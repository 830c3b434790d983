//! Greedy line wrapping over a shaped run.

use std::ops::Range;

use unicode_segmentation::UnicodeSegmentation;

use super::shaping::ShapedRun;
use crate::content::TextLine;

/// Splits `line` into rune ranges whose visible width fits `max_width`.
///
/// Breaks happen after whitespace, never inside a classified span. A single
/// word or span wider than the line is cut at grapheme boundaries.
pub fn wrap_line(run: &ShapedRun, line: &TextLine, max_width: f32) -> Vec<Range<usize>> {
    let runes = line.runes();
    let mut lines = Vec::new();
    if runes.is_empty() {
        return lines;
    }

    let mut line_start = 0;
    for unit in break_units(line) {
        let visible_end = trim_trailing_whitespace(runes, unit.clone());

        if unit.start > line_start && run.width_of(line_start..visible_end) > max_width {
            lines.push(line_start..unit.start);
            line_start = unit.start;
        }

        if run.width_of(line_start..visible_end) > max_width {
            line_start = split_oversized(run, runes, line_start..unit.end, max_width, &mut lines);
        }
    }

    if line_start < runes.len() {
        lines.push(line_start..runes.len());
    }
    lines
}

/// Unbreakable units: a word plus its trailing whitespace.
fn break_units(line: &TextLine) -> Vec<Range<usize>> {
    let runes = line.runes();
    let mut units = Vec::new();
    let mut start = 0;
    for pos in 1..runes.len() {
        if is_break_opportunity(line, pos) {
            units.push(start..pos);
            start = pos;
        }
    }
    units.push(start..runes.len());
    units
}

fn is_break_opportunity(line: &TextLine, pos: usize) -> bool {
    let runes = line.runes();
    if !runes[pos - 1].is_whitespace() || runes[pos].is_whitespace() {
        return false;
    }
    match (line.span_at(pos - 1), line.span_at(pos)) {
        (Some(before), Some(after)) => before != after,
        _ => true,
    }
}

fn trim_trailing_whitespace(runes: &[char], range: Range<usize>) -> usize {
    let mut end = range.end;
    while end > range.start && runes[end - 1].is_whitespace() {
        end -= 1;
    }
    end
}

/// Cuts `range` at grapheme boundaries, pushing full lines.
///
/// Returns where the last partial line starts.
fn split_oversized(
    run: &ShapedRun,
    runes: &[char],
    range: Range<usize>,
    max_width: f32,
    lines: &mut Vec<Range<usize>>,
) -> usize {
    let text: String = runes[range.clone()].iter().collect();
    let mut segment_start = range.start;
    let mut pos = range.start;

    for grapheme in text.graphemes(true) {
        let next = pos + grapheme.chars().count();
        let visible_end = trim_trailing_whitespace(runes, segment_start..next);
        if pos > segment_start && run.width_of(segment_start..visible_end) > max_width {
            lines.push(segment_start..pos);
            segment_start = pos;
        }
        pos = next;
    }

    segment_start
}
---
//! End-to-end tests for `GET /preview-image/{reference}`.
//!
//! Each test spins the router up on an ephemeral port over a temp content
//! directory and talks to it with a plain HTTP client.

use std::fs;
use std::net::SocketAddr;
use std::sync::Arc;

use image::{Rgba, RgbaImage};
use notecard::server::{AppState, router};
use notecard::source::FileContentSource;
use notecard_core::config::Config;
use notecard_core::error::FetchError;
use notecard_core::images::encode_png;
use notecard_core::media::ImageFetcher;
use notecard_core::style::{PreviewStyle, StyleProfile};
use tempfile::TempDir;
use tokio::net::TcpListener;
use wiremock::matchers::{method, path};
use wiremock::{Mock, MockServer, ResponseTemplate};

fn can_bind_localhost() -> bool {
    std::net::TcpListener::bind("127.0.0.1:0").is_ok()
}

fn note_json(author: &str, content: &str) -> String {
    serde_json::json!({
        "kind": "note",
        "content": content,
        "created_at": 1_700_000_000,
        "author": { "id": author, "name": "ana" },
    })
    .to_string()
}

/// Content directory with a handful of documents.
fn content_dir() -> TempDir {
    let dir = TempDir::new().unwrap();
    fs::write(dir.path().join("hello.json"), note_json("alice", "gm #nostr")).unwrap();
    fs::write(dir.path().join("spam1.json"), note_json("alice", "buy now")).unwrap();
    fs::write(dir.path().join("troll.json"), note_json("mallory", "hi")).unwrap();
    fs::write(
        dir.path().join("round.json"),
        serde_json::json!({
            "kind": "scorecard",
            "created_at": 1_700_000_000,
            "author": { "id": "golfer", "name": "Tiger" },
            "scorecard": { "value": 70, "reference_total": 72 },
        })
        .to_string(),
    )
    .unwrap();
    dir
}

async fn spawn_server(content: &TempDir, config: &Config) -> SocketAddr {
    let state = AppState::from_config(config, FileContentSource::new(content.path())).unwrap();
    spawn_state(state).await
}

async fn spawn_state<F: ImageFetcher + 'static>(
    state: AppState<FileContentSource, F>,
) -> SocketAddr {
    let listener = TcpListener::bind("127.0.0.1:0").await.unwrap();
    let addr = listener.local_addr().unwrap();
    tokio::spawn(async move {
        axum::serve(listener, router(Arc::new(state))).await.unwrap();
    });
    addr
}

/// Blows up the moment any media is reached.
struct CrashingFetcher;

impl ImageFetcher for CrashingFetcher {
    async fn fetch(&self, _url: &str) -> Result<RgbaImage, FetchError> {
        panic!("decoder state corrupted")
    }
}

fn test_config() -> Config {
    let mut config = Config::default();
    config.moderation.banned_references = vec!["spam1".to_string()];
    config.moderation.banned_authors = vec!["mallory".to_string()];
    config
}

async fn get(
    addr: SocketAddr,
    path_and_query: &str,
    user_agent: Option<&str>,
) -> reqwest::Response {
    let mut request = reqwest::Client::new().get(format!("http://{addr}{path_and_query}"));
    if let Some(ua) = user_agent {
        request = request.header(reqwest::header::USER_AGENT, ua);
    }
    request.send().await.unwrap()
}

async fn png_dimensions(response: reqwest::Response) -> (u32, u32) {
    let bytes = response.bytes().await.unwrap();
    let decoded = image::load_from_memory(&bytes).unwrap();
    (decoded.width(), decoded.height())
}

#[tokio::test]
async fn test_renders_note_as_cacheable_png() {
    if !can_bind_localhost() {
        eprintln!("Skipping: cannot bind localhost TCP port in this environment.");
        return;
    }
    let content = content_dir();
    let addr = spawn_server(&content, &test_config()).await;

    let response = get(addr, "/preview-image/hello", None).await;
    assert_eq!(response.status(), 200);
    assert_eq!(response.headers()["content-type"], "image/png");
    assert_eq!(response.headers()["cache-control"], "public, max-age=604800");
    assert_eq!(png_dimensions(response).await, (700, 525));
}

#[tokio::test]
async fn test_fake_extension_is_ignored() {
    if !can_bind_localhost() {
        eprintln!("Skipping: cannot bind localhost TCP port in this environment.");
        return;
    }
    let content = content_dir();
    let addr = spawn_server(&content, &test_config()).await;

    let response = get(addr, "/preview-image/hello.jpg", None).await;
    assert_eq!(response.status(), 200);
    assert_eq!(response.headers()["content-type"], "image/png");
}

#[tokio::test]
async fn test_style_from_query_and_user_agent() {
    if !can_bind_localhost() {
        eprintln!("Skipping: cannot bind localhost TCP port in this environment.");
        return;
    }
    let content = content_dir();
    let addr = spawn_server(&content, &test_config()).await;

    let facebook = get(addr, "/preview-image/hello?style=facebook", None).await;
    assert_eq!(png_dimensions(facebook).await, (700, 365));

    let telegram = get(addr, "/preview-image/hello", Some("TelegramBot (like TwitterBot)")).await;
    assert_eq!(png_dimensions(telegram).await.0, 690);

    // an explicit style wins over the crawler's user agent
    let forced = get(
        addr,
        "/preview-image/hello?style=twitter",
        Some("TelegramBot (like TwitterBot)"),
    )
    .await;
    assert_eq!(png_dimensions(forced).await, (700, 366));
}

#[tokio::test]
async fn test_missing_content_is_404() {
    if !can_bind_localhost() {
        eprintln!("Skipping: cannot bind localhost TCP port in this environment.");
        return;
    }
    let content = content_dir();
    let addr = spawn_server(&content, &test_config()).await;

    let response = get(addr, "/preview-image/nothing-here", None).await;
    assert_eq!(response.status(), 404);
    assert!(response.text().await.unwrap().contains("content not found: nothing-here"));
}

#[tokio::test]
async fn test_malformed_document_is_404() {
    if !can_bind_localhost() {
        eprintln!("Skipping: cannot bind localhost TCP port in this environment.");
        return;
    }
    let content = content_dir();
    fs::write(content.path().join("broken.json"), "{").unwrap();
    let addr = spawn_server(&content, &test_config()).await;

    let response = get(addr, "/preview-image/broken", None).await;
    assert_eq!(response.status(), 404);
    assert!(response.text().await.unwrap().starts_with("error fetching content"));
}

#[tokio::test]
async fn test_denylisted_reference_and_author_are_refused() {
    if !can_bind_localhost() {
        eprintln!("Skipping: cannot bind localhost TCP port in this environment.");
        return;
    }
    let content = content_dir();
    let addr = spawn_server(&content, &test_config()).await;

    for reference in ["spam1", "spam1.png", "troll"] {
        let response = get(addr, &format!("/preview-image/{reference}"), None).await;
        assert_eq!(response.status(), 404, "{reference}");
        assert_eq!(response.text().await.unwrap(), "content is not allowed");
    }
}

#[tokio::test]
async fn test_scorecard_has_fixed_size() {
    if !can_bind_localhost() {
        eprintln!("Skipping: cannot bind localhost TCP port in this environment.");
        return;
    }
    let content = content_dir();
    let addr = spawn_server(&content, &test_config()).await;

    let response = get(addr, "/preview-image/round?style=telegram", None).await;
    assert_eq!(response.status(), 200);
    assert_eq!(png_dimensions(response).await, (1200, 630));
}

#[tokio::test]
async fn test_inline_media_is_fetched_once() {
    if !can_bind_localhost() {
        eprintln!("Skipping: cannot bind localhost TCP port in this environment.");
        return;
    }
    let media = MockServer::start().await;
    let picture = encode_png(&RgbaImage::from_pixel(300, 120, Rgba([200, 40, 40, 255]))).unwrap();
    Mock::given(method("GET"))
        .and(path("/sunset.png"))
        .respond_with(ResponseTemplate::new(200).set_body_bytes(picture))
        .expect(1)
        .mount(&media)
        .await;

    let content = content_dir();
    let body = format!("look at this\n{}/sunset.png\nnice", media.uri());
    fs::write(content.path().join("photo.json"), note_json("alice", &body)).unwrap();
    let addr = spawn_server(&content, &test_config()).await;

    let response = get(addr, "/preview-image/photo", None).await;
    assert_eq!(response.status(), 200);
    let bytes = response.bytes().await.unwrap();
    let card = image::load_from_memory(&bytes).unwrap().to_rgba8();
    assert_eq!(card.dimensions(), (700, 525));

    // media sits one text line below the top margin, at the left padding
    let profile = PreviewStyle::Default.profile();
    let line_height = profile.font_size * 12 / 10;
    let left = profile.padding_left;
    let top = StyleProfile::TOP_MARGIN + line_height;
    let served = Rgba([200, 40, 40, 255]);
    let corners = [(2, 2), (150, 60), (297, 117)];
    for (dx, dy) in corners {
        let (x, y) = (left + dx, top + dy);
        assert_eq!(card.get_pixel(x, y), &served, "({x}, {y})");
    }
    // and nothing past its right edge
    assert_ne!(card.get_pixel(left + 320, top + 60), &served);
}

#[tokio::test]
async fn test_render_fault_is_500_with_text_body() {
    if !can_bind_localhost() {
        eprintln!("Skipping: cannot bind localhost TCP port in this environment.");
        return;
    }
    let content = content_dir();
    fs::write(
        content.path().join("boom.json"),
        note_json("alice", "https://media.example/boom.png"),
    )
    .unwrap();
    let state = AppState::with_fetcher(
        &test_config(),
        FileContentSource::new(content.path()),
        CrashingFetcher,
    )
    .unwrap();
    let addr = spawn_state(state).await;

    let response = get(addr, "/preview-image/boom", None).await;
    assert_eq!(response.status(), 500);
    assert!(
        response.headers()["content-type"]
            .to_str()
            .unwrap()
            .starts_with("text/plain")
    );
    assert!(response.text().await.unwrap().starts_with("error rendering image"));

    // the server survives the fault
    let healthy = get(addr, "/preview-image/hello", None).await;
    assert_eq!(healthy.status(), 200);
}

WORK TASK: Every line that holds the word "decoded" should be copied from the records above.

ANSWER TO THIS TASK:
    let decoded = image::load_from_memory(&bytes).unwrap();
    (decoded.width(), decoded.height())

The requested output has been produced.